Clark was in the middle of another project about Guantanamo when he met Black at the office of the British human rights organization Reprieve, where he was gathering documents and witness testimonies on a former CIA black site in Lithuania. Black recommended Clark visit the site, which was in a quiet hamlet near the country’s capital, Vilnius. When Clark arrived there in January 2011, he couldn’t access the site itself, but as he wandered the forest surrounding it and talked to the people who lived nearby, he knew he’d come upon a subject worth investigating further.
“What started as looking at what I thought was an anomalous state of exception in Guantanamo became a constant revisiting of hidden or ignored processes of detention, control and trauma and the realization, perhaps naïve, that the progressive society and culture I came from in post World War II Europe and America was proving to be fragile,” Clark said.
Initially, Clark was reluctant to embrace the idea of traveling the world to “take photos of nothing.” Renditions were about secrecy and unseen experiences, so he knew the sites he sought often wouldn’t be especially photogenic. But as he found other former CIA black sites, sites run by other governments, offices of companies involved in renditions, fake destinations used as decoys, hotels where air crews stayed or detainees were held, and homes of former prisoners, he started seeing the extraordinary in the seemingly ordinary.
“I began to understand that the photographs were becoming an act of testimony and that the inability to show much beyond façades of buildings or objects in sites or homes was part of the point of the photography and its limits, and integral to exploring the subject,” Clark said.
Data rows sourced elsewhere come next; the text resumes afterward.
//! The fixed-tick schedule: phase functions in a fixed order.
//!
//! Resolution phases read the pre-tick proxy snapshot and queue damage;
//! the apply phase runs after every resolver so ordering between attackers
//! within a tick never changes the outcome.

use crate::entity::{EntityId, EntityKind};
use crate::events::{DamageEvent, FxEvent, SceneRequest, SCENE_GAME_OVER, SCENE_VICTORY};
use crate::knockback::KnockbackTask;
use crate::state::{MotionTask, SimState};
use crate::systems;
use crate::systems::player::PlayerInput;
use collision_core::{BodyRef, Collider, LayerMask, QueryWorld, SceneView};

/// Advances the simulation by one fixed step.
pub fn step(state: &mut SimState, input: &PlayerInput, dt: f32) {
    let start = std::time::Instant::now();
    let proxies = state.entities.proxies();
    let mut dmg: Vec<DamageEvent> = Vec::new();

    tick_cooldowns(state, dt);
    systems::ai::enemy_think(state, &proxies, &mut dmg, dt);
    systems::player::control(state, &proxies, input, dt);
    advance_motion(state, &proxies, dt);
    advance_sweeps(state, &proxies, &mut dmg, dt);
    tick_hazards(state, &proxies, &mut dmg, dt);
    tick_checkpoints(state, &proxies, dt);
    apply_damage(state, &mut dmg);
    check_goal(state, &proxies);
    cleanup(state);

    state.tick += 1;
    state.time_s += dt;
    metrics::histogram!("tick.ms").record(start.elapsed().as_secs_f64() * 1000.0);
}

fn tick_cooldowns(state: &mut SimState, dt: f32) {
    for id in state.entities.ids() {
        let dashing = matches!(state.motion.get(&id), Some(MotionTask::Dash(_)));
        let Some(e) = state.entities.get_mut(id) else {
            continue;
        };
        e.attack_cooldown.tick(dt);
        e.dash_cooldown.tick(dt);
        // The post-hit window reopens unless dash invulnerability holds it.
        if e.damage_cooldown.tick(dt) && !dashing && !e.dead {
            e.damageable = true;
        }
    }
}

fn advance_motion(state: &mut SimState, proxies: &[Collider], dt: f32) {
    let mut ids: Vec<EntityId> = state.motion.keys().copied().collect();
    ids.sort();
    for id in ids {
        let Some(mut task) = state.motion.remove(&id) else {
            continue;
        };
        let view = SceneView { statics: &state.scene, dynamics: proxies };
        let Some(e) = state.entities.get_mut(id) else {
            continue;
        };
        let done = match &mut task {
            MotionTask::Knockback(t) => t.tick(&view, e, dt),
            MotionTask::Dash(t) => t.tick(&view, e, dt),
            MotionTask::AttackMove(t) => t.tick(&view, e, dt),
        };
        if !done {
            state.motion.insert(id, task);
            continue;
        }
        e.ordinary_movement = !e.dead;
        if matches!(task, MotionTask::Dash(_)) {
            e.damageable = e.damage_cooldown.ready() && !e.dead;
            e.dash_cooldown.reset(state.dash_cfg.cooldown_s);
        }
    }
}

fn advance_sweeps(state: &mut SimState, proxies: &[Collider], dmg: &mut Vec<DamageEvent>, dt: f32) {
    let view = SceneView { statics: &state.scene, dynamics: proxies };
    let entities = &state.entities;
    let mut hits = Vec::new();
    state.sweeps.retain_mut(|s| !s.tick(&view, entities, dt, &mut hits));
    for h in hits {
        dmg.push(DamageEvent {
            src: Some(h.attacker),
            dst: h.target,
            amount: h.damage,
            knockback: h.knockback,
            knockback_duration_s: h.knockback_duration_s,
        });
    }
}

fn tick_hazards(state: &mut SimState, proxies: &[Collider], dmg: &mut Vec<DamageEvent>, dt: f32) {
    let view = SceneView { statics: &state.scene, dynamics: proxies };
    for hz in &mut state.hazards {
        hz.tick(&view, &state.entities, dt, dmg, &mut state.fx);
    }
    state.hazards.retain(|h| !h.despawned);
}

fn tick_checkpoints(state: &mut SimState, proxies: &[Collider], dt: f32) {
    let view = SceneView { statics: &state.scene, dynamics: proxies };
    for cp in &mut state.checkpoints {
        cp.tick(&view, &mut state.registry, dt, &mut state.fx);
    }
}

fn apply_damage(state: &mut SimState, dmg: &mut Vec<DamageEvent>) {
    use crate::entity::DamageOutcome;
    for ev in dmg.drain(..) {
        let Some(e) = state.entities.get_mut(ev.dst) else {
            continue;
        };
        match e.apply_damage(ev.amount) {
            DamageOutcome::Ignored => {}
            DamageOutcome::Applied { hp_after } => {
                state.fx.push(FxEvent::DamageTaken {
                    entity: ev.dst,
                    amount: ev.amount.max(0),
                    hp_after,
                });
                if let Some(task) = KnockbackTask::new(ev.knockback, ev.knockback_duration_s) {
                    e.ordinary_movement = false;
                    // Replaces whatever motion was running.
                    state.motion.insert(ev.dst, MotionTask::Knockback(task));
                }
                metrics::counter!("combat.hits_total").increment(1);
            }
            DamageOutcome::Died => {
                let pos = e.pos;
                state.fx.push(FxEvent::DamageTaken {
                    entity: ev.dst,
                    amount: ev.amount.max(0),
                    hp_after: 0,
                });
                state.fx.push(FxEvent::Died { entity: ev.dst, pos });
                state.motion.remove(&ev.dst);
                match e.kind {
                    EntityKind::Player => {
                        log::info!("player died");
                        state.scene_requests.push(SceneRequest { target: SCENE_GAME_OVER });
                    }
                    EntityKind::Enemy => {
                        log::info!("enemy {} died", ev.dst.0);
                        state.fx.push(FxEvent::ItemDropped { pos });
                    }
                }
                metrics::counter!("combat.deaths_total").increment(1);
            }
        }
    }
}

fn check_goal(state: &mut SimState, proxies: &[Collider]) {
    if state.goal_reached {
        return;
    }
    let (Some(goal), Some(pid)) = (state.goal, state.player) else {
        return;
    };
    let view = SceneView { statics: &state.scene, dynamics: proxies };
    let reached = view
        .overlap_region(&goal, LayerMask::PLAYER)
        .iter()
        .any(|b| *b == BodyRef::Entity(pid.0));
    if reached {
        state.goal_reached = true;
        log::info!("goal reached at tick {}", state.tick);
        state.scene_requests.push(SceneRequest { target: SCENE_VICTORY });
    }
}

fn cleanup(state: &mut SimState) {
    let dead: Vec<EntityId> = state
        .entities
        .iter()
        .filter(|e| e.dead && e.kind == EntityKind::Enemy)
        .map(|e| e.id)
        .collect();
    for id in &dead {
        state.motion.remove(id);
    }
    state.entities.remove_dead(|e| e.kind == EntityKind::Enemy);
}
Copyright Edmund Clark. Courtesy of Flowers Gallery London and New York.

Copyright Edmund Clark. Courtesy of Flowers Gallery London and New York.

Copyright Edmund Clark. Courtesy of Flowers Gallery London and New York.
Black’s documents piece together the secret detention network, but like the photos, they conceal as much as they reveal. Many are redacted with black lines, or they contain fake information like aliases and false flight routes. While the documents can be hard to understand and the photos usually require context to make sense, Clark and Black hope a sense of outrage emerges from the obscurity.
“I watch people look through the book and although much of what’s in it isn’t at first intelligible I can see a slow disquiet spreading. There are pages of stuff that looks innocent, banal, unthreatening and then sudden flashes which switch these into a different, more terrible perspective,” Black said via email.
Images from Negative Publicity will be included in an exhibition of Edmund Clark’s work at London’s Imperial War Museum from July 28 to Aug. 28.

Room 11, Skopski Merak hotel, Skopje, Macedonia. Khaled el-Masri was held in this room by Macedonian security officials for 23 days in January 2004 before being handed over to the CIA and flown to Afghanistan.